Start of Study material

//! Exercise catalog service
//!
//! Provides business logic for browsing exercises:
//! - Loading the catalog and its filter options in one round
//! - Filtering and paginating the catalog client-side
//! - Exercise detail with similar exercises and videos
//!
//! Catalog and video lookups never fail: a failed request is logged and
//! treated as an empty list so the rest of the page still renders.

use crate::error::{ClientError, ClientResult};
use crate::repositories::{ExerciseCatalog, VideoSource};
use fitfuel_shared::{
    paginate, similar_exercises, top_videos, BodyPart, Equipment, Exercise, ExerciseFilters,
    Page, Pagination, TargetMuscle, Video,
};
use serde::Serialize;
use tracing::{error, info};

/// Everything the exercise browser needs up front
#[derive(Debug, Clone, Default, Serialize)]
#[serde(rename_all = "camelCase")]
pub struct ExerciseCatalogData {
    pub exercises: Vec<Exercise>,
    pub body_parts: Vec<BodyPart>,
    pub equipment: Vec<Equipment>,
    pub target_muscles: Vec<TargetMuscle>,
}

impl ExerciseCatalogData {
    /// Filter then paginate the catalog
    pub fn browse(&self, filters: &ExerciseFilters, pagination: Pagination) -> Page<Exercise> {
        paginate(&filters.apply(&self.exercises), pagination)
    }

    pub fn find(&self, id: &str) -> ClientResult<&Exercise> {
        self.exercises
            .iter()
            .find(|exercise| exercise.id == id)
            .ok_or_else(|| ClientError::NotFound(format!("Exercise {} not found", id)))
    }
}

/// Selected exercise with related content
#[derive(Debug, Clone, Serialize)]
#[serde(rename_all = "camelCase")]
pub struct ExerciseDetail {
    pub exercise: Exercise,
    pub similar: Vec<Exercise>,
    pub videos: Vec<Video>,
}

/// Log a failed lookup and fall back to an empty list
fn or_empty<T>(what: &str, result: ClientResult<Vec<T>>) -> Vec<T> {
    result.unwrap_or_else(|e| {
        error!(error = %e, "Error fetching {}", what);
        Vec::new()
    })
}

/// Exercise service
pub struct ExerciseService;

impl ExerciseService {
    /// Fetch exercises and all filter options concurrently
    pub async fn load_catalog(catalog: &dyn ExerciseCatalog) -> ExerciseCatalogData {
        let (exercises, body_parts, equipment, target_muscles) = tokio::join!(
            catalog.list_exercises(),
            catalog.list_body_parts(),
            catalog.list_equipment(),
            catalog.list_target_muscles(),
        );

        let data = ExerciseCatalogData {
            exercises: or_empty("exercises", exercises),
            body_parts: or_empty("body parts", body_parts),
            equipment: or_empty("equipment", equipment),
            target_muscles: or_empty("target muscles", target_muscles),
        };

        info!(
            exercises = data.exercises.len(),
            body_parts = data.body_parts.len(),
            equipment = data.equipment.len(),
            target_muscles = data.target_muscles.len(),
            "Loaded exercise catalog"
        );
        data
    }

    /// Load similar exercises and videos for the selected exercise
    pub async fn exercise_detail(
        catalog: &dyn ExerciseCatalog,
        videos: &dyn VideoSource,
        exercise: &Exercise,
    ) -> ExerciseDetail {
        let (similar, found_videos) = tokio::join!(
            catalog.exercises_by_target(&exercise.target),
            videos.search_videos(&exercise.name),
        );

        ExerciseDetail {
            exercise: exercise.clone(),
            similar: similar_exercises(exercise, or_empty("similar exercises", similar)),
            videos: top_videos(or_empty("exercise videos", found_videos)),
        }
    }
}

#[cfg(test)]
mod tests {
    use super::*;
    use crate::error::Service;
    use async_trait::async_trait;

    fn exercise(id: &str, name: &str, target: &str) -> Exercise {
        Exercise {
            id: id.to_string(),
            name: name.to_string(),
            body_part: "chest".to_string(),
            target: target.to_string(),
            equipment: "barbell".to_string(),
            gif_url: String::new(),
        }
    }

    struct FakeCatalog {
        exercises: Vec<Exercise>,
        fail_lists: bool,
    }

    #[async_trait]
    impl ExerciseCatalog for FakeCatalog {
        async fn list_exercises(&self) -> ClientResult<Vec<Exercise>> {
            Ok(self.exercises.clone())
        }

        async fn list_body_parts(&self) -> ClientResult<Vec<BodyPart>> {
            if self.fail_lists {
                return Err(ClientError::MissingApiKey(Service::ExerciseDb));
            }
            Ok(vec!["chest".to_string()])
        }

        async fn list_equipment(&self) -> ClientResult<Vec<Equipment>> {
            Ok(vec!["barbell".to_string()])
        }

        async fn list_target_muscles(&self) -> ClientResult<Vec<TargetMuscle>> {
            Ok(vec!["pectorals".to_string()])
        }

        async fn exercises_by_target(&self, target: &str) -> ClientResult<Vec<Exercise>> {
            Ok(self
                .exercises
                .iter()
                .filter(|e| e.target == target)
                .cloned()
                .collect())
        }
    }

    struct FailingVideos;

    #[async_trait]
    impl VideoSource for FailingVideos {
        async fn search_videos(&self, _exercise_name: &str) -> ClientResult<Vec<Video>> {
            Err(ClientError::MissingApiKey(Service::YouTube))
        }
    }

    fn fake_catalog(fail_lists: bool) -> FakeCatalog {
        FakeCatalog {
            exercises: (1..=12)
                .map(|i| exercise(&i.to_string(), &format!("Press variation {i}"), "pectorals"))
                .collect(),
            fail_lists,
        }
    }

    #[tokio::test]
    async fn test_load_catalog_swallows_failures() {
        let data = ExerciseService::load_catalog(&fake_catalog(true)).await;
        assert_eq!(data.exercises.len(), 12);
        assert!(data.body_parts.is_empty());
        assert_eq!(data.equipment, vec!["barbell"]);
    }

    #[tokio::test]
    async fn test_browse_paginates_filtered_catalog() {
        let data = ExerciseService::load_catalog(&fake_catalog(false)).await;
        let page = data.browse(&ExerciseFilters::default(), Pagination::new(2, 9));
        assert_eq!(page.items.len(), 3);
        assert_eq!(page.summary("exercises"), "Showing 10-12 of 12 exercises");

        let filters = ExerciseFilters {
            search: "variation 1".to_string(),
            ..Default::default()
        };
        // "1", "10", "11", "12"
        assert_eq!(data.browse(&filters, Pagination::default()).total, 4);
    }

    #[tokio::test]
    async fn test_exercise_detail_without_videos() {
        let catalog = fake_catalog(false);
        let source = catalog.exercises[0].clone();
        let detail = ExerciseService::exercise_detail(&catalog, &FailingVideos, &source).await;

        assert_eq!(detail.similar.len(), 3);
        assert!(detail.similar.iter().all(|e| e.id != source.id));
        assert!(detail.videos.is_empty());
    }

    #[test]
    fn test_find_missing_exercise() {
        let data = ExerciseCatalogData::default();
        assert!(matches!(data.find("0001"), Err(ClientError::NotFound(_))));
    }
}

End of Study material
Start of Study material

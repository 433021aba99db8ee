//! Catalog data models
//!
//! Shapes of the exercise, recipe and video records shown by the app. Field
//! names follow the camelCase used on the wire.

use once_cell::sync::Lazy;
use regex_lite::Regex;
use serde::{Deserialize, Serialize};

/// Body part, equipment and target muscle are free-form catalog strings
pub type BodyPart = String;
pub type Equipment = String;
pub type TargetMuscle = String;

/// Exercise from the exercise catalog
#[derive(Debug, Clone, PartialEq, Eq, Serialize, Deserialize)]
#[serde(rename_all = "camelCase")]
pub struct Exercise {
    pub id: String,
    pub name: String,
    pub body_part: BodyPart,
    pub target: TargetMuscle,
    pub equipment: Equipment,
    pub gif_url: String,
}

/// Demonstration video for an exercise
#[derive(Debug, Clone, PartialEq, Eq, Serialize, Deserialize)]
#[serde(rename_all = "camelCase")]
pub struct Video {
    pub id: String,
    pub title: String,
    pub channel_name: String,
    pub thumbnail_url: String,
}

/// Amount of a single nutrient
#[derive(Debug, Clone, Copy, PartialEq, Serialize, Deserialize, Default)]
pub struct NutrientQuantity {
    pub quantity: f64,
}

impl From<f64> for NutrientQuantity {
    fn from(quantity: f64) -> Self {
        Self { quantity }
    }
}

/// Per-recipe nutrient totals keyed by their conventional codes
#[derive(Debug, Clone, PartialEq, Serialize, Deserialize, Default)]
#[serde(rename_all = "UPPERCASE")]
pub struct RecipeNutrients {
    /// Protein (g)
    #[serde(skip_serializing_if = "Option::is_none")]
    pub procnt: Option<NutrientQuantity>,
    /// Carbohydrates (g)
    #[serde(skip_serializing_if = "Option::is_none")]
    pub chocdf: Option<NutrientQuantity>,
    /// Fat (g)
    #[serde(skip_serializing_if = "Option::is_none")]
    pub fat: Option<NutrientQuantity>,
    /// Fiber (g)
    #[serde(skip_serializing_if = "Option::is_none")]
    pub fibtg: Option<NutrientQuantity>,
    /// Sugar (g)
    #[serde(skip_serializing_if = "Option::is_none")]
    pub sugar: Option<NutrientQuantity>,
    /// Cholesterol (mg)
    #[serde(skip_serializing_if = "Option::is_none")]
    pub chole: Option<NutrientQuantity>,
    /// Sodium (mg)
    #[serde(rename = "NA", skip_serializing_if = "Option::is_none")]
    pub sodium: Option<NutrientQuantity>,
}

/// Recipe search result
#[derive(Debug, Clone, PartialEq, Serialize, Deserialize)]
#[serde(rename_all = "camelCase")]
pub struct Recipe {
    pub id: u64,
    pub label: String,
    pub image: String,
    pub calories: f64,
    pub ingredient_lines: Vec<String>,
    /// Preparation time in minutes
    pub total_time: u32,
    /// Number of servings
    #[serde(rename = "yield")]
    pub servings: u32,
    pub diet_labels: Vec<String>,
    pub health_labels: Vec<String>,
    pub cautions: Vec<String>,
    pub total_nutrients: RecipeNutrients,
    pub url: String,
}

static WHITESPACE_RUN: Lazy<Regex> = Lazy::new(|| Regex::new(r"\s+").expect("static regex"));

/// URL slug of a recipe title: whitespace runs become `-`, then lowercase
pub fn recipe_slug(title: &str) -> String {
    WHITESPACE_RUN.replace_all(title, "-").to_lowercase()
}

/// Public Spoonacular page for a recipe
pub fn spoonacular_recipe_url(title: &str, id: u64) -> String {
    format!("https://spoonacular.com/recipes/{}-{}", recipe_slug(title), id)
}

End of Study material

> [Activity] The lines holding the word "ExerciseDetail" are the answer. Pull them out of the records and copy them.

> [Answer to this problem]
pub struct ExerciseDetail {
    ) -> ExerciseDetail {
        ExerciseDetail {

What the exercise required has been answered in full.